Die gefälschten Rechnungen im Wert von rund 26 Mio. Dollar wurden demnach von Aviva verwendet, um Steuergutschriften geltend zu machen. Auf diese Weise sollen rund 5,2 Mio. Dollar an Steuern hinterzogen worden sein.

Gegenüber der Nachrichtenagentur habe die indische Niederlassung von Aviva nicht reagiert, heißt es. Eine mit der Angelegenheit vertraute Person soll Reuters wiederum berichtet haben, dass das Unternehmen beabsichtige, die Vorwürfe der Mitteilung zurückzuweisen, bislang aber noch nicht reagiert habe. Ein Aviva-Sprecher in Großbritannien gab sich demnach bedeckt: „Wir kommentieren weder Spekulationen noch laufende Rechtsstreitigkeiten“, wird der Sprecher zitiert.

Wie ernst die Vorwürfe sind, zeigt ein rund 200-seitiger Bericht voller  Screenshots mit belastenden E-Mails und WhatsApp-Nachrichten, der den Reportern vorliegen soll. Darin diskutierten Aviva-Führungskräfte und Versicherungsvertrieben, wie sie die Vergütungsvorschriften umgehen könnten. Enthalten seien auch Zusammenfassungen von Interviews, die Steuerbeamte mit Führungskräften wie Sonali Athalye, Finanzvorstand von Aviva India, geführt haben sollen. Darin soll die Managerin beschrieben haben, wie die Zahlungen geleistet worden seien.
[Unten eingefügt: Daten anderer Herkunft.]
/// Terminal-based viewer for OBJ models
use crossterm::{
    cursor,
    event::{self, Event, KeyCode, KeyEvent, KeyEventKind},
    execute, queue,
    style::{Color, Print, ResetColor, SetForegroundColor},
    terminal::{self},
};
use log::{info, warn};
use nalgebra::Vector3;
use objview_core::{Camera, Model, Movement, Projection, RotationState, Transform};
use std::io::{self, stdout, Write};
use std::path::PathBuf;
use std::time::{Duration, Instant};
use thiserror::Error;

pub mod buffer;
pub mod renderer;

pub use buffer::{BufferError, MeshBuffers};
pub use renderer::{AsciiRenderer, PolygonMode};

/// Model spin per frame, one degree around y
const SPIN_PER_FRAME: f32 = std::f32::consts::PI / 180.0;

#[derive(Error, Debug)]
pub enum AppError {
    #[error("Terminal error: {0}")]
    Io(#[from] io::Error),
    #[error("Could not upload the model: {0}")]
    Buffer(#[from] BufferError),
}

/// Viewer options that do not come from the model itself
#[derive(Debug, Clone)]
pub struct ViewerSettings {
    pub fov_degrees: f32,
    pub textures: Vec<PathBuf>,
}

impl Default for ViewerSettings {
    fn default() -> Self {
        Self {
            fov_degrees: 45.0,
            textures: Vec::new(),
        }
    }
}

/// What a key press asks the viewer to do
#[derive(Debug, Clone, Copy, PartialEq, Eq)]
pub enum Command {
    Move(Movement),
    CyclePolygonMode,
    CycleTexture,
    Quit,
}

impl Command {
    pub fn from_key(code: KeyCode) -> Option<Self> {
        let command = match code {
            KeyCode::Char('q') | KeyCode::Esc => Command::Quit,
            KeyCode::Char('w') => Command::Move(Movement::Forward),
            KeyCode::Char('s') => Command::Move(Movement::Backward),
            KeyCode::Char('a') => Command::Move(Movement::Left),
            KeyCode::Char('d') => Command::Move(Movement::Right),
            KeyCode::Char(' ') => Command::Move(Movement::Up),
            KeyCode::Char('c') => Command::Move(Movement::Down),
            KeyCode::Up => Command::Move(Movement::PitchUp),
            KeyCode::Down => Command::Move(Movement::PitchDown),
            KeyCode::Right => Command::Move(Movement::RotateRight),
            KeyCode::Left => Command::Move(Movement::RotateLeft),
            KeyCode::Char('m') => Command::CyclePolygonMode,
            KeyCode::Char('t') => Command::CycleTexture,
            _ => return None,
        };
        Some(command)
    }
}

/// Raw mode and the alternate screen, restored on drop
struct TerminalSession<W: Write> {
    out: W,
    raw_mode: bool,
    alternate_screen: bool,
}

impl<W: Write> TerminalSession<W> {
    fn new(out: W) -> Self {
        Self {
            out,
            raw_mode: false,
            alternate_screen: false,
        }
    }

    fn enter(&mut self) -> io::Result<()> {
        terminal::enable_raw_mode()?;
        self.raw_mode = true;
        self.enter_screen()
    }

    fn enter_screen(&mut self) -> io::Result<()> {
        self.alternate_screen = true;
        execute!(self.out, terminal::EnterAlternateScreen, cursor::Hide)
    }

    fn restore(&mut self) {
        if self.alternate_screen {
            if let Err(e) = execute!(self.out, terminal::LeaveAlternateScreen, cursor::Show) {
                warn!("Failed to leave the alternate screen: {}", e);
            }
            self.alternate_screen = false;
        }
        if self.raw_mode {
            if let Err(e) = terminal::disable_raw_mode() {
                warn!("Failed to disable raw mode: {}", e);
            }
            self.raw_mode = false;
        }
    }
}

impl<W: Write> Drop for TerminalSession<W> {
    fn drop(&mut self) {
        self.restore();
    }
}

/// Main application struct for terminal 3D rendering
pub struct TerminalApp {
    buffers: MeshBuffers,
    center: Vector3<f32>,
    name: String,
    rotation: RotationState,
    camera: Camera,
    projection: Projection,
    renderer: AsciiRenderer,
    mode: PolygonMode,
    textures: Vec<PathBuf>,
    texture_index: usize,
    running: bool,
    last_frame: Instant,
    frame_count: u32,
    fps: f32,
}

impl TerminalApp {
    pub fn new(model: &Model, settings: ViewerSettings) -> Result<Self, AppError> {
        let (width, height) = terminal::size()?;
        Self::with_size(model, settings, width as usize, height as usize)
    }

    /// Build a viewer for a fixed character grid
    pub fn with_size(
        model: &Model,
        settings: ViewerSettings,
        width: usize,
        height: usize,
    ) -> Result<Self, AppError> {
        let buffers = MeshBuffers::upload(model.triangles(), model.normals())?;
        let mut renderer = AsciiRenderer::new(width, height);
        renderer.set_material(model.material());

        // terminal cells are roughly twice as tall as they are wide
        let projection = Projection::new(width as u32, height as u32 * 2)
            .with_fov_degrees(settings.fov_degrees);

        Ok(Self {
            buffers,
            center: model.center(),
            name: model.name().unwrap_or("model").to_string(),
            rotation: RotationState::zero(),
            camera: Camera::default(),
            projection,
            renderer,
            mode: PolygonMode::default(),
            textures: settings.textures,
            texture_index: 0,
            running: true,
            last_frame: Instant::now(),
            frame_count: 0,
            fps: 0.0,
        })
    }

    pub fn camera(&self) -> &Camera {
        &self.camera
    }

    pub fn mode(&self) -> PolygonMode {
        self.mode
    }

    pub fn is_running(&self) -> bool {
        self.running
    }

    pub fn selected_texture(&self) -> Option<&PathBuf> {
        self.textures.get(self.texture_index)
    }

    pub fn run(&mut self) -> Result<(), AppError> {
        let mut session = TerminalSession::new(stdout());
        session.enter()?;
        self.main_loop()
    }

    fn main_loop(&mut self) -> Result<(), AppError> {
        let target_frame_time = Duration::from_millis(1000 / 30); // 30 FPS target

        while self.running {
            let frame_start = Instant::now();

            // Handle input
            while event::poll(Duration::from_millis(0))? {
                self.handle_event(event::read()?)?;
            }

            self.update();
            self.render()?;

            // Frame timing
            self.frame_count += 1;
            let elapsed = frame_start.elapsed();
            if elapsed < target_frame_time {
                std::thread::sleep(target_frame_time - elapsed);
            }

            // Update FPS counter
            let now = Instant::now();
            if (now - self.last_frame).as_secs() >= 1 {
                self.fps = self.frame_count as f32 / (now - self.last_frame).as_secs_f32();
                self.frame_count = 0;
                self.last_frame = now;
            }
        }

        info!("Viewer closed");
        Ok(())
    }

    fn handle_event(&mut self, event: Event) -> Result<(), AppError> {
        match event {
            Event::Key(KeyEvent { code, kind, .. }) if kind != KeyEventKind::Release => {
                if let Some(command) = Command::from_key(code) {
                    self.apply(command);
                }
            }
            Event::Resize(width, height) => {
                self.renderer = AsciiRenderer::new(width as usize, height as usize);
                self.projection.set_viewport(width as u32, height as u32 * 2);
            }
            _ => {}
        }
        Ok(())
    }

    pub fn apply(&mut self, command: Command) {
        match command {
            Command::Move(movement) => self.camera.apply(movement),
            Command::CyclePolygonMode => self.mode = self.mode.next(),
            Command::CycleTexture => {
                if !self.textures.is_empty() {
                    self.texture_index = (self.texture_index + 1) % self.textures.len();
                }
            }
            Command::Quit => self.running = false,
        }
    }

    fn update(&mut self) {
        self.rotation.rotate(0.0, SPIN_PER_FRAME, 0.0);
    }

    /// Draw one frame into the renderer's buffers without touching the terminal
    pub fn draw_frame(&mut self) {
        let model = Transform::model_matrix(&self.center, &self.rotation);
        let view = self.camera.view_matrix();
        let projection = self.projection.matrix();

        self.renderer.clear();
        self.renderer
            .render(&self.buffers, &model, &view, &projection, self.mode);
    }

    pub fn renderer(&self) -> &AsciiRenderer {
        &self.renderer
    }

    fn render(&mut self) -> Result<(), AppError> {
        self.draw_frame();

        // Output to terminal
        let mut stdout = stdout();
        queue!(stdout, cursor::MoveTo(0, 0))?;

        self.renderer.draw(&mut stdout)?;

        // Draw UI overlay
        let texture = self
            .selected_texture()
            .map(|path| path.display().to_string())
            .unwrap_or_else(|| "none".to_string());
        queue!(
            stdout,
            cursor::MoveTo(0, 0),
            SetForegroundColor(Color::Yellow),
            Print(format!(
                "{} | {} tris | {:?} | texture: {} | FPS: {:.1} | WASD/Space/C=Move Arrows=Look M=Mode T=Texture Q=Quit",
                self.name,
                self.buffers.triangle_count(),
                self.mode,
                texture,
                self.fps
            )),
            ResetColor
        )?;

        stdout.flush()?;
        Ok(())
    }
}

#[cfg(test)]
mod tests {
    use super::*;
    use objview_core::MeshOptions;

    fn app(textures: Vec<PathBuf>) -> TerminalApp {
        let model = Model::from_obj_str(
            "o tri\nv -1 -1 0\nv 1 -1 0\nv 0 1 0\nf 1 2 3\n",
            MeshOptions::default(),
        )
        .unwrap();
        let settings = ViewerSettings {
            textures,
            ..ViewerSettings::default()
        };
        TerminalApp::with_size(&model, settings, 40, 20).unwrap()
    }

    #[test]
    fn test_key_mapping() {
        assert_eq!(Command::from_key(KeyCode::Char('w')), Some(Command::Move(Movement::Forward)));
        assert_eq!(Command::from_key(KeyCode::Left), Some(Command::Move(Movement::RotateLeft)));
        assert_eq!(Command::from_key(KeyCode::Up), Some(Command::Move(Movement::PitchUp)));
        assert_eq!(Command::from_key(KeyCode::Esc), Some(Command::Quit));
        assert_eq!(Command::from_key(KeyCode::Char('z')), None);
    }

    #[test]
    fn test_commands_update_state() {
        let mut app = app(vec![PathBuf::from("a.png"), PathBuf::from("b.png")]);
        let start = app.camera().position();

        app.apply(Command::Move(Movement::Forward));
        assert!(app.camera().position().z < start.z);

        app.apply(Command::CyclePolygonMode);
        assert_eq!(app.mode(), PolygonMode::Points);

        assert_eq!(app.selected_texture(), Some(&PathBuf::from("a.png")));
        app.apply(Command::CycleTexture);
        app.apply(Command::CycleTexture);
        assert_eq!(app.selected_texture(), Some(&PathBuf::from("a.png")));

        app.apply(Command::Quit);
        assert!(!app.is_running());
    }

    #[test]
    fn test_cycle_texture_without_textures() {
        let mut app = app(Vec::new());
        app.apply(Command::CycleTexture);
        assert_eq!(app.selected_texture(), None);
    }

    #[test]
    fn test_session_restores_screen_on_drop() {
        let mut out = Vec::new();
        {
            let mut session = TerminalSession::new(&mut out);
            session.enter_screen().unwrap();
        }
        let text = String::from_utf8(out).unwrap();
        let entered = text.find("\x1b[?1049h").unwrap();
        let left = text.find("\x1b[?1049l").unwrap();
        assert!(entered < left);
    }

    #[test]
    fn test_session_restore_is_idempotent() {
        let mut out = Vec::new();
        {
            let mut session = TerminalSession::new(&mut out);
            session.enter_screen().unwrap();
            session.restore();
        }
        let text = String::from_utf8(out).unwrap();
        assert_eq!(text.matches("\x1b[?1049l").count(), 1);
    }

    #[test]
    fn test_draw_frame_renders_model() {
        let mut app = app(Vec::new());
        app.draw_frame();
        let renderer = app.renderer();
        let drawn = (0..renderer.height())
            .flat_map(|y| (0..renderer.width()).map(move |x| (x, y)))
            .filter(|&(x, y)| renderer.cell(x, y) != Some(' '))
            .count();
        assert!(drawn > 0);
    }
}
Der indische Markt gilt als schwierig, dafür aber als wachstumsträchtig

Auch den damaligen CEO von Aviva India, Trevor Bull, haben die Behörden im Visier. Er sei 2019 in einer E-Mail in Kopie gesetzt worden, in der es um Zahlungen über den gesetzlichen Grenzwerten ging. Das deutet darauf hin, dass „auch die Geschäftsleitung von Aviva darüber im Bilde ist“, zitiert Reuters die Ermittler. Weder Bull noch Athalye oder die indischen Steuerbehörden wollten sich dazu gegenüber der Nachrichtenagentur äußern.

Das Indiengeschäft betreibt Aviva in einem Joint Venture mit Dabur Invest Corp., an dem Aviva wiederum zu 74 Prozent beteilig ist. Auch Dabur habe eine Stellungnahme abgelehnt. Der indische Lebensversicherungsmarkt gilt für Aviva, das 2023 einen weltweiten Gewinn von fast zwei Mrd. Dollar verbuchte, als relativ klein und zugleich schwierig – zumal der staatliche LIC-Konzern etwa zwei Drittel des Marktes beherrscht. Gleichwohl wird dem bevölkerungsreichen und wirtschaftlich aufstrebenden Subkontinent ein hohes Wachstumspotenzial bescheinigt.

Daten der indischen Versicherungsaufsichtsbehörde, auf die sich Reuters beruft, entsprechen die Lebensversicherungsprämien 3 Prozent des nationalen BIP. Zum Vergleich: In Großbritannien liegt der entsprechende Wert bei 8,1 Prozent.